Bake in the middle of the oven for 20-30 minutes until the tops are golden brown - in some of the thicker sections you might also get a hollow noise when tapped. While they're baking combine the sugar, water and rind together and heat until clear. Leave to infuse then when the buns are fresh out of the oven, brush the syrup over the tops. Leave to cool on the sheet for 5 minutes then remove to a rack.

(Makes 12-16 buns)


  1. These look ah-mazing! Ive never had Chelsea buns before, but am a huge cinnabun lover, so Ive gotta make these someday soon! :)

  2. I've never had Chelsea buns--must have missed out while in London, unfortunately--but I do have this cookbook, tattered as it is at this point. It's a great book!

  3. Oh yum :) i've never heard or seen Chelsea buns but it has lemon and orange zest so it's my type of buns and i love anything with a glaze!

  4. These look absolutely delicious!

  5. I just tried a Fitzbillies Chelsea Bun yesterday, and am so pleased to see a recipe as otherwise I may have experienced withdrawal symptoms! So sinfully good - can't wait to give them a try.

  6. I love these buns! Sadly, when I once lived in Chelsea, I was very disappointed not to find a Chelsea bun shop on each corner!

  7. These look so good and I love their free-form shape - that way you get a lovely sugary crusty edge to pull them apart from, yum!

  8. Those look fantastic! I conquered my fear of yeast and made my own for the first time late last year - they are suprisingly do-able and SO delicious!

  9. Amber - Thanks, glad you like them!

    Marie - Ooh you must try them, Chelsea buns are amazing. Hope you like them.

    Sara - I love the book - everything I've made from it has come out brilliantly - and seems so professional. Maybe on another visit - or you can make them yourself!

    Filoner - Yum indeed! Glad you like them.

    Daisy@Nevertoosweet - They're quite a British thing so it's not surprising you haven't come across them. The glaze does really make buns, doesn't it.

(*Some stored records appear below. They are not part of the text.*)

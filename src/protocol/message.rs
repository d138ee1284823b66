//! Message Format
//!
//! Layout (little-endian):
//! ┌─────────────────────────────────────────────────────┐
//! │ Header (16 bytes, fixed): size u64 | type u64       │
//! ├─────────────────────────────────────────────────────┤
//! │ Payload (fixed per type, 0..=128 bytes)             │
//! └─────────────────────────────────────────────────────┘
//!
//! `size` adalah total frame (header + payload). Nilai ini tidak
//! dicocokkan dengan jumlah byte yang benar-benar dibaca kecuali
//! strict mode diaktifkan di [`Courier`](super::Courier).

use std::borrow::Cow;
use std::ffi::OsStr;
use std::fmt;

use crate::error::RegistryError;

/// Lebar header di wire
pub const HEADER_SIZE: usize = 16;

/// Payload sizes per kind
pub const VERSION_SIZE: usize = 8;
pub const TOKEN_SIZE: usize = 128;
pub const LIBRARY_NAME_SIZE: usize = 64;

/// Wire type identifier (opaque 64-bit value)
#[derive(Clone, Copy, PartialEq, Eq, Hash, PartialOrd, Ord)]
pub struct MessageType(pub u64);

impl MessageType {
    pub const VERSION: Self = Self(0x01);
    pub const AUTHORIZATION: Self = Self(0x0A);
    pub const LINK_LIBRARY: Self = Self(0x111B);
    pub const OK: Self = Self(0x0C << 56);
}

impl fmt::Debug for MessageType {
    fn fmt(&self, f: &mut fmt::Formatter<'_>) -> fmt::Result {
        write!(f, "MessageType({:#x})", self.0)
    }
}

impl fmt::Display for MessageType {
    fn fmt(&self, f: &mut fmt::Formatter<'_>) -> fmt::Result {
        write!(f, "{:#x}", self.0)
    }
}

/// Native message layouts known to this build
#[derive(Debug, Clone, Copy, PartialEq, Eq, Hash)]
pub enum MessageKind {
    /// Empty acknowledgment
    Ok,
    /// Client protocol version
    Version,
    /// Opaque authorization token
    Authorization,
    /// Request to link a library; ends the connection's protocol phase
    LinkLibrary,
}

impl MessageKind {
    pub const ALL: [MessageKind; 4] = [
        MessageKind::Ok,
        MessageKind::Version,
        MessageKind::Authorization,
        MessageKind::LinkLibrary,
    ];

    /// Fixed payload size in bytes
    #[inline(always)]
    pub const fn payload_size(self) -> usize {
        match self {
            MessageKind::Ok => 0,
            MessageKind::Version => VERSION_SIZE,
            MessageKind::Authorization => TOKEN_SIZE,
            MessageKind::LinkLibrary => LIBRARY_NAME_SIZE,
        }
    }

    /// Total frame size (header + payload)
    #[inline(always)]
    pub const fn frame_size(self) -> usize {
        HEADER_SIZE + self.payload_size()
    }
}

/// Frame header
#[derive(Debug, Clone, Copy, PartialEq, Eq)]
pub struct Header {
    /// Declared total frame size (header + payload)
    pub size: u64,
    /// Wire type identifier
    pub msg_type: MessageType,
}

impl Header {
    /// Parse header dari raw bytes
    #[inline(always)]
    pub fn from_bytes(buf: &[u8; HEADER_SIZE]) -> Self {
        let mut size = [0u8; 8];
        let mut msg_type = [0u8; 8];
        size.copy_from_slice(&buf[..8]);
        msg_type.copy_from_slice(&buf[8..]);

        Self {
            size: u64::from_le_bytes(size),
            msg_type: MessageType(u64::from_le_bytes(msg_type)),
        }
    }
}

impl fmt::Display for Header {
    fn fmt(&self, f: &mut fmt::Formatter<'_>) -> fmt::Result {
        write!(f, "{{size: {}, type: {}}}", self.size, self.msg_type)
    }
}

/// 128-byte opaque credential. Equality is byte-for-byte.
#[derive(Clone, Copy, PartialEq, Eq)]
pub struct Token(pub [u8; TOKEN_SIZE]);

impl Token {
    pub fn to_hex(&self) -> String {
        hex::encode(self.0)
    }
}

impl Default for Token {
    fn default() -> Self {
        Self([0u8; TOKEN_SIZE])
    }
}

impl fmt::Debug for Token {
    fn fmt(&self, f: &mut fmt::Formatter<'_>) -> fmt::Result {
        write!(f, "Token({})", self.to_hex())
    }
}

#[derive(Debug, Clone, Copy, PartialEq, Eq, Default)]
pub struct Version {
    pub value: u64,
}

#[derive(Debug, Clone, Copy, PartialEq, Eq, Default)]
pub struct Authorization {
    pub token: Token,
}

/// Link request. The name buffer is NUL-terminated when shorter than 64 bytes.
#[derive(Debug, Clone, Copy, PartialEq, Eq)]
pub struct LinkLibrary {
    pub name_buf: [u8; LIBRARY_NAME_SIZE],
}

impl Default for LinkLibrary {
    fn default() -> Self {
        Self {
            name_buf: [0u8; LIBRARY_NAME_SIZE],
        }
    }
}

impl LinkLibrary {
    /// Bytes up to the first NUL, or the whole buffer when there is none.
    pub fn name_bytes(&self) -> &[u8] {
        match self.name_buf.iter().position(|&b| b == 0) {
            Some(n) => &self.name_buf[..n],
            None => &self.name_buf,
        }
    }

    /// Library name as text, for logs. Invalid UTF-8 is replaced.
    pub fn name(&self) -> Cow<'_, str> {
        String::from_utf8_lossy(self.name_bytes())
    }

    /// Library name as a process argument. Bytes dipakai apa adanya di unix.
    #[cfg(unix)]
    pub fn name_os(&self) -> Cow<'_, OsStr> {
        use std::os::unix::ffi::OsStrExt;
        Cow::Borrowed(OsStr::from_bytes(self.name_bytes()))
    }

    #[cfg(not(unix))]
    pub fn name_os(&self) -> Cow<'_, OsStr> {
        Cow::Owned(self.name().into_owned().into())
    }
}

/// Decoded message, closed over [`MessageKind`]
#[derive(Debug, Clone, PartialEq, Eq)]
pub enum Message {
    Ok,
    Version(Version),
    Authorization(Authorization),
    LinkLibrary(LinkLibrary),
}

impl Message {
    /// Decode payload yang ukurannya sudah pas untuk `kind`.
    ///
    /// `payload.len()` harus sama dengan `kind.payload_size()`; caller
    /// ([`Courier`](super::Courier)) yang menjamin ini.
    pub(crate) fn decode(kind: MessageKind, payload: &[u8]) -> Self {
        debug_assert_eq!(payload.len(), kind.payload_size());

        match kind {
            MessageKind::Ok => Message::Ok,
            MessageKind::Version => {
                let mut value = [0u8; VERSION_SIZE];
                value.copy_from_slice(payload);
                Message::Version(Version {
                    value: u64::from_le_bytes(value),
                })
            }
            MessageKind::Authorization => {
                let mut token = Token::default();
                token.0.copy_from_slice(payload);
                Message::Authorization(Authorization { token })
            }
            MessageKind::LinkLibrary => {
                let mut link = LinkLibrary::default();
                link.name_buf.copy_from_slice(payload);
                Message::LinkLibrary(link)
            }
        }
    }

    pub fn kind(&self) -> MessageKind {
        match self {
            Message::Ok => MessageKind::Ok,
            Message::Version(_) => MessageKind::Version,
            Message::Authorization(_) => MessageKind::Authorization,
            Message::LinkLibrary(_) => MessageKind::LinkLibrary,
        }
    }
}

/// Read-only bidirectional map between wire identifiers and native kinds.
///
/// Dibangun sekali sebelum accept loop, lalu hanya dibaca (dibagi
/// antar thread lewat `Arc` tanpa lock).
#[derive(Debug, Clone)]
pub struct TypeRegistry {
    entries: Vec<(MessageType, MessageKind)>,
}

impl TypeRegistry {
    /// Standard table of the link protocol
    pub const STANDARD: [(MessageType, MessageKind); 4] = [
        (MessageType::VERSION, MessageKind::Version),
        (MessageType::AUTHORIZATION, MessageKind::Authorization),
        (MessageType::LINK_LIBRARY, MessageKind::LinkLibrary),
        (MessageType::OK, MessageKind::Ok),
    ];

    /// Build a registry, rejecting tables where either direction is not unique
    /// or some kind has no identifier.
    pub fn build(table: &[(MessageType, MessageKind)]) -> Result<Self, RegistryError> {
        let mut entries: Vec<(MessageType, MessageKind)> = Vec::with_capacity(table.len());

        for &(msg_type, kind) in table {
            if let Some(&(_, existing)) = entries.iter().find(|(t, _)| *t == msg_type) {
                return Err(RegistryError::DuplicateType {
                    msg_type,
                    first: existing,
                    second: kind,
                });
            }
            if let Some(&(existing, _)) = entries.iter().find(|(_, k)| *k == kind) {
                return Err(RegistryError::DuplicateKind {
                    kind,
                    first: existing,
                    second: msg_type,
                });
            }
            entries.push((msg_type, kind));
        }

        for kind in MessageKind::ALL {
            if !entries.iter().any(|(_, k)| *k == kind) {
                return Err(RegistryError::Unregistered(kind));
            }
        }

        Ok(Self { entries })
    }

    pub fn standard() -> Result<Self, RegistryError> {
        Self::build(&Self::STANDARD)
    }

    /// Wire identifier -> native kind
    #[inline(always)]
    pub fn resolve(&self, msg_type: MessageType) -> Option<MessageKind> {
        self.entries
            .iter()
            .find(|(t, _)| *t == msg_type)
            .map(|&(_, kind)| kind)
    }

    /// Native kind -> wire identifier. Total because `build` rejects gaps.
    #[inline(always)]
    pub fn type_of(&self, kind: MessageKind) -> MessageType {
        self.entries
            .iter()
            .find(|(_, k)| *k == kind)
            .map(|&(t, _)| t)
            .unwrap_or_else(|| unreachable!("registry built without {kind:?}"))
    }

    #[inline(always)]
    pub fn size_of(&self, kind: MessageKind) -> usize {
        kind.payload_size()
    }

    pub fn len(&self) -> usize {
        self.entries.len()
    }

    pub fn is_empty(&self) -> bool {
        self.entries.is_empty()
    }
}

    Elizabeth - Thanks - they were very addictive. Always a good sign!

    Lucy - Ooh, jealous of your Fitzbillies experience! Glad to be able to help with the withdrawal symptoms.

    Kate @whatkatebaked - That is very disappointing. Did you even find one good shop? Or do we have to go to Cambridge!

    thelittleloaf - It's nice to make things whatever shape I like! & yes, pulling them apart is definitely the way to eat them...

    Jeanne - How wonderful! Yeast is so much fun to work with once you transform fear into respect :)

  10. Very good recipe- definitely a keeper! Thank you.